What the task asks:
Please retype the data below in full.

Data supplied:
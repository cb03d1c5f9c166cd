//! Mesh roles: the closed set of named sub-meshes the viewer binds to

use scarab_config::MeshNames;
use scarab_ipc::HeadVariant;
use serde::{Deserialize, Serialize};

use crate::error::BindingError;

/// What a named sub-mesh of the model is used for
#[derive(Debug, Clone, Copy, PartialEq, Eq, Hash, PartialOrd, Ord, Serialize, Deserialize)]
pub enum MeshRole {
    Carapace,
    Head(HeadVariant),
    Legs,
}

/// Which material a role is drawn with
#[derive(Debug, Clone, Copy, PartialEq, Eq)]
pub enum MaterialKind {
    Carapace,
    Head,
}

impl MeshRole {
    /// Every role the model is expected to provide
    pub const ALL: [MeshRole; 5] = [
        MeshRole::Carapace,
        MeshRole::Head(HeadVariant::A),
        MeshRole::Head(HeadVariant::B),
        MeshRole::Head(HeadVariant::C),
        MeshRole::Legs,
    ];

    /// Exact-match lookup of a node or mesh name
    pub fn from_mesh_name(names: &MeshNames, name: &str) -> Option<Self> {
        if name == names.carapace {
            return Some(MeshRole::Carapace);
        }
        if name == names.legs {
            return Some(MeshRole::Legs);
        }
        HeadVariant::ALL
            .into_iter()
            .zip(names.heads.iter())
            .find(|(_, head_name)| head_name.as_str() == name)
            .map(|(variant, _)| MeshRole::Head(variant))
    }

    pub fn material(self) -> MaterialKind {
        match self {
            MeshRole::Carapace => MaterialKind::Carapace,
            MeshRole::Head(_) | MeshRole::Legs => MaterialKind::Head,
        }
    }
}

/// Roles discovered while walking a freshly spawned model
#[derive(Debug, Clone, Default)]
pub struct RoleInventory {
    found: Vec<MeshRole>,
}

impl RoleInventory {
    pub fn record(&mut self, role: MeshRole) {
        if !self.found.contains(&role) {
            self.found.push(role);
        }
    }

    pub fn contains(&self, role: MeshRole) -> bool {
        self.found.contains(&role)
    }

    /// Head variants present in the model
    pub fn heads(&self) -> impl Iterator<Item = HeadVariant> + '_ {
        self.found.iter().filter_map(|role| match role {
            MeshRole::Head(variant) => Some(*variant),
            _ => None,
        })
    }

    /// Check every expected role was found, listing all missing ones
    pub fn validate(&self) -> Result<(), BindingError> {
        let missing: Vec<MeshRole> = MeshRole::ALL
            .into_iter()
            .filter(|role| !self.contains(*role))
            .collect();
        if missing.is_empty() {
            Ok(())
        } else {
            Err(BindingError::MissingRoles(missing))
        }
    }
}
//! Type definitions for IPC messages.

mod color;
mod model;
mod panel;
mod shading;
mod snapshot;

pub use color::*;
pub use model::*;
pub use panel::*;
pub use shading::*;
pub use snapshot::*;
//! Grayscale pattern masks
//!
//! Only the red channel of a mask is meaningful. Masks are sampled with
//! clamp-to-edge addressing and without vertical flipping; the GPU textures
//! are configured that way when they are loaded.

/// An immutable single-channel image
#[derive(Debug, Clone, PartialEq, Eq)]
pub struct PatternMask {
    width: u32,
    height: u32,
    texels: Vec<u8>,
}

impl PatternMask {
    /// The 1x1 solid white mask used for the plain pattern. Any sampler
    /// reads its one texel, so every UV gets full weight.
    pub fn plain() -> Self {
        Self {
            width: 1,
            height: 1,
            texels: vec![u8::MAX],
        }
    }

    pub fn width(&self) -> u32 {
        self.width
    }

    pub fn height(&self) -> u32 {
        self.height
    }

    /// Expand to opaque gray RGBA8 for texture upload
    pub fn to_rgba8(&self) -> Vec<u8> {
        self.texels.iter().flat_map(|&v| [v, v, v, u8::MAX]).collect()
    }
}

Problem solution:
repository cb03d1c5f9c166cd
//! Mesh roles: the closed set of named sub-meshes the viewer binds to

use scarab_config::MeshNames;
use scarab_ipc::HeadVariant;
use serde::{Deserialize, Serialize};

use crate::error::BindingError;

/// What a named sub-mesh of the model is used for
#[derive(Debug, Clone, Copy, PartialEq, Eq, Hash, PartialOrd, Ord, Serialize, Deserialize)]
pub enum MeshRole {
    Carapace,
    Head(HeadVariant),
    Legs,
}

/// Which material a role is drawn with
#[derive(Debug, Clone, Copy, PartialEq, Eq)]
pub enum MaterialKind {
    Carapace,
    Head,
}

impl MeshRole {
    /// Every role the model is expected to provide
    pub const ALL: [MeshRole; 5] = [
        MeshRole::Carapace,
        MeshRole::Head(HeadVariant::A),
        MeshRole::Head(HeadVariant::B),
        MeshRole::Head(HeadVariant::C),
        MeshRole::Legs,
    ];

    /// Exact-match lookup of a node or mesh name
    pub fn from_mesh_name(names: &MeshNames, name: &str) -> Option<Self> {
        if name == names.carapace {
            return Some(MeshRole::Carapace);
        }
        if name == names.legs {
            return Some(MeshRole::Legs);
        }
        HeadVariant::ALL
            .into_iter()
            .zip(names.heads.iter())
            .find(|(_, head_name)| head_name.as_str() == name)
            .map(|(variant, _)| MeshRole::Head(variant))
    }

    pub fn material(self) -> MaterialKind {
        match self {
            MeshRole::Carapace => MaterialKind::Carapace,
            MeshRole::Head(_) | MeshRole::Legs => MaterialKind::Head,
        }
    }
}

/// Roles discovered while walking a freshly spawned model
#[derive(Debug, Clone, Default)]
pub struct RoleInventory {
    found: Vec<MeshRole>,
}

impl RoleInventory {
    pub fn record(&mut self, role: MeshRole) {
        if !self.found.contains(&role) {
            self.found.push(role);
        }
    }

    pub fn contains(&self, role: MeshRole) -> bool {
        self.found.contains(&role)
    }

    /// Head variants present in the model
    pub fn heads(&self) -> impl Iterator<Item = HeadVariant> + '_ {
        self.found.iter().filter_map(|role| match role {
            MeshRole::Head(variant) => Some(*variant),
            _ => None,
        })
    }

    /// Check every expected role was found, listing all missing ones
    pub fn validate(&self) -> Result<(), BindingError> {
        let missing: Vec<MeshRole> = MeshRole::ALL
            .into_iter()
            .filter(|role| !self.contains(*role))
            .collect();
        if missing.is_empty() {
            Ok(())
        } else {
            Err(BindingError::MissingRoles(missing))
        }
    }
}
//! Type definitions for IPC messages.

mod color;
mod model;
mod panel;
mod shading;
mod snapshot;

pub use color::*;
pub use model::*;
pub use panel::*;
pub use shading::*;
pub use snapshot::*;
//! Grayscale pattern masks
//!
//! Only the red channel of a mask is meaningful. Masks are sampled with
//! clamp-to-edge addressing and without vertical flipping; the GPU textures
//! are configured that way when they are loaded.

/// An immutable single-channel image
#[derive(Debug, Clone, PartialEq, Eq)]
pub struct PatternMask {
    width: u32,
    height: u32,
    texels: Vec<u8>,
}

impl PatternMask {
    /// The 1x1 solid white mask used for the plain pattern. Any sampler
    /// reads its one texel, so every UV gets full weight.
    pub fn plain() -> Self {
        Self {
            width: 1,
            height: 1,
            texels: vec![u8::MAX],
        }
    }

    pub fn width(&self) -> u32 {
        self.width
    }

    pub fn height(&self) -> u32 {
        self.height
    }

    /// Expand to opaque gray RGBA8 for texture upload
    pub fn to_rgba8(&self) -> Vec<u8> {
        self.texels.iter().flat_map(|&v| [v, v, v, u8::MAX]).collect()
    }
}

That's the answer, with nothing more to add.